Each looked out a different side window.

In the back seat, in a low voice, Austin asked Iris, “You okay?”

She slowly blinked, then turned her head to look at him. He had to repeat his question. Then she nodded.

Austin was struck by that. How unlike a woman to neglect an opportunity to expound on such a question. To think of all the nothing replies she could have given him. She could have said, As compared to what? Or, Under what condition? Or even just, Why? Or she could explain to him why she was in such doldrums. He would like to know.

Dead in the water, she was.

Austin again looked at Iris. He moved his mouth in thought. Dead in the water described Iris very well. No response. No animation. No flirting. No laughter.

She moved, but it wasn’t animation. It was by rote in response to the need to shift or walk or eat. With her, it wasn’t ever choice. It was response. Austin wondered, was there enough life left in that luscious body? How could he reach in to rouse her enough to see him as a man she was interested in. One she could want.

She sat looking out the car window and was silent. He considered that she, too, was dead. Just about as dead as those three ex-husbands of hers. What good was her life now? She was as removed from life as if she now actually shared their graves.

So then Austin wondered which of the three graves she’d choose to share?

Austin was appalled to find he would wish to be one of the three with that claim on her. Each of those dead men had loved her enough to marry her. To be with her. To listen to her. They’d made love with her. Had she ever laughed with them?

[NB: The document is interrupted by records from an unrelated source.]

impl SgnsTokenLearner {
    pub fn new() -> Self {
        SgnsTokenLearner
    }

    /// Re-initialize the training state of a word index: fresh random
    /// word embedding, zeroed context embedding, rewound step size.
    ///
    /// Called when a vocabulary slot is recycled, so the new occupant
    /// does not inherit the evicted word's position in embedding space.
    pub fn reset_word<R: Rng>(&self, parts: &mut ModelParts<R>, word_idx: usize) {
        parts.factorization.init_word_row(word_idx, &mut parts.rng);
        for value in parts.factorization.get_context_embedding_mut(word_idx) {
            *value = 0.0;
        }
        parts.sgd.reset(0);
    }

    /// One gradient step on a (target, context) pair with `neg_samples`
    /// negatives drawn from the sampling strategy.
    pub fn token_train<R: Rng>(
        &self,
        parts: &mut ModelParts<R>,
        target_word_idx: usize,
        context_word_idx: usize,
        neg_samples: usize,
    ) -> Result<()> {
        let vocab_dim = parts.factorization.get_vocab_dim();
        if target_word_idx >= vocab_dim {
            return Err(Error::out_of_range(target_word_idx, vocab_dim));
        }
        if context_word_idx >= vocab_dim {
            return Err(Error::out_of_range(context_word_idx, vocab_dim));
        }

        let mut word_gradient = vec![0f32; parts.factorization.get_embedding_dim()];

        // Positive example: pull the context row towards the target row,
        // accumulating the target's own update for later.
        let coeff = self.compute_gradient_coeff(parts, target_word_idx, context_word_idx, false);
        let (word, context) = parts
            .factorization
            .word_and_context_mut(target_word_idx, context_word_idx);
        scaled_add(&mut word_gradient, context, coeff);
        parts.sgd.scaled_gradient_update(0, word, context, coeff);

        // Negative examples. The sampler may draw the target itself; the
        // update still pushes the pair apart, as in word2vec.
        for _ in 0..neg_samples {
            let neg_word_idx = parts.neg_sampler.sample_idx(&parts.language_model)?;
            if neg_word_idx >= vocab_dim {
                return Err(Error::out_of_range(neg_word_idx, vocab_dim));
            }
            let coeff = self.compute_gradient_coeff(parts, target_word_idx, neg_word_idx, true);
            let (word, context) = parts
                .factorization
                .word_and_context_mut(target_word_idx, neg_word_idx);
            scaled_add(&mut word_gradient, context, coeff);
            parts.sgd.scaled_gradient_update(0, word, context, coeff);
        }

        // Apply the accumulated gradient to the target row.
        parts.sgd.gradient_update(
            0,
            &word_gradient,
            parts.factorization.get_word_embedding_mut(target_word_idx),
        );
        parts.sgd.step(0);

        Ok(())
    }

    /// Gradient coefficient for a pair: the predicted probability minus
    /// the label (1 for an observed pair, 0 for a negative sample).
    pub fn compute_gradient_coeff<R>(
        &self,
        parts: &ModelParts<R>,
        target_word_idx: usize,
        context_word_idx: usize,
        negative_sample: bool,
    ) -> f32 {
        let word = parts.factorization.get_word_embedding(target_word_idx);
        let context = parts.factorization.get_context_embedding(context_word_idx);
        let label = if negative_sample { 0.0 } else { 1.0 };
        logistic(dot(word, context)) - label
    }

    /// Cosine similarity between two word embeddings.
    pub fn compute_similarity<R>(
        &self,
        parts: &ModelParts<R>,
        word1_idx: usize,
        word2_idx: usize,
    ) -> f32 {
        let word1 = parts.factorization.get_word_embedding(word1_idx);
        let word2 = parts.factorization.get_word_embedding(word2_idx);
        dot(word1, word2) / (norm(word1) * norm(word2))
    }

    /// The other word whose embedding is closest by cosine similarity.
    ///
    /// Ties go to the smaller index.
    pub fn find_nearest_neighbor_idx<R>(
        &self,
        parts: &ModelParts<R>,
        word_idx: usize,
    ) -> Option<usize> {
        let mut best: Option<(usize, f32)> = None;
        for candidate in 0..parts.language_model.size() {
            if candidate == word_idx {
                continue;
            }
            let similarity = self.compute_similarity(parts, word_idx, candidate);
            if best.map_or(true, |(_, best_similarity)| similarity > best_similarity) {
                best = Some((candidate, similarity));
            }
        }
        best.map(|(candidate, _)| candidate)
    }

    /// The word that best predicts the given context under the model.
    ///
    /// `word_ids` holds `left_context + right_context + 1` resolved
    /// indices, with the position to fill at `left_context`; that hole
    /// and unresolved (`None`) positions are ignored. Ties go to the
    /// smaller index.
    pub fn find_context_nearest_neighbor_idx<R>(
        &self,
        parts: &ModelParts<R>,
        left_context: usize,
        right_context: usize,
        word_ids: &[Option<usize>],
    ) -> Option<usize> {
        debug_assert_eq!(word_ids.len(), left_context + right_context + 1);

        let mut best: Option<(usize, f32)> = None;
        for candidate in 0..parts.language_model.size() {
            let word = parts.factorization.get_word_embedding(candidate);
            let mut score = 0.0;
            for (position, word_id) in word_ids.iter().enumerate() {
                if position == left_context {
                    continue;
                }
                if let Some(context_idx) = word_id {
                    let context = parts.factorization.get_context_embedding(*context_idx);
                    score += safe_ln(logistic(dot(word, context)));
                }
            }
            if best.map_or(true, |(_, best_score)| score > best_score) {
                best = Some((candidate, score));
            }
        }
        best.map(|(candidate, _)| candidate)
    }

    /// True iff any of the ids is unresolved.
    pub fn context_contains_oov(&self, ctx_word_ids: &[Option<usize>]) -> bool {
        ctx_word_ids.iter().any(Option::is_none)
    }
}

Compassion for the three men licked through Austin, but he didn’t back off. Instead, he took Iris’s hand and held it in his. Their hands were linked between them, her cold little hand lying in his big hot one on the back seat as they sat apart.

His hand holding hers was very comforting to the freshly stirred grief that her conscience had awakened in Iris.

Would she ever be free of the guilt she suffered because her husbands were all dead, and she was still alive? All three had been especially good men.

Austin moved his hand as his warm, briefly tightening fingers assured her he was there.

He had the good, square, warm, rough hand of a man who worked physically. It was emotional for Iris to be given that comfort, right then. Her eyes teared.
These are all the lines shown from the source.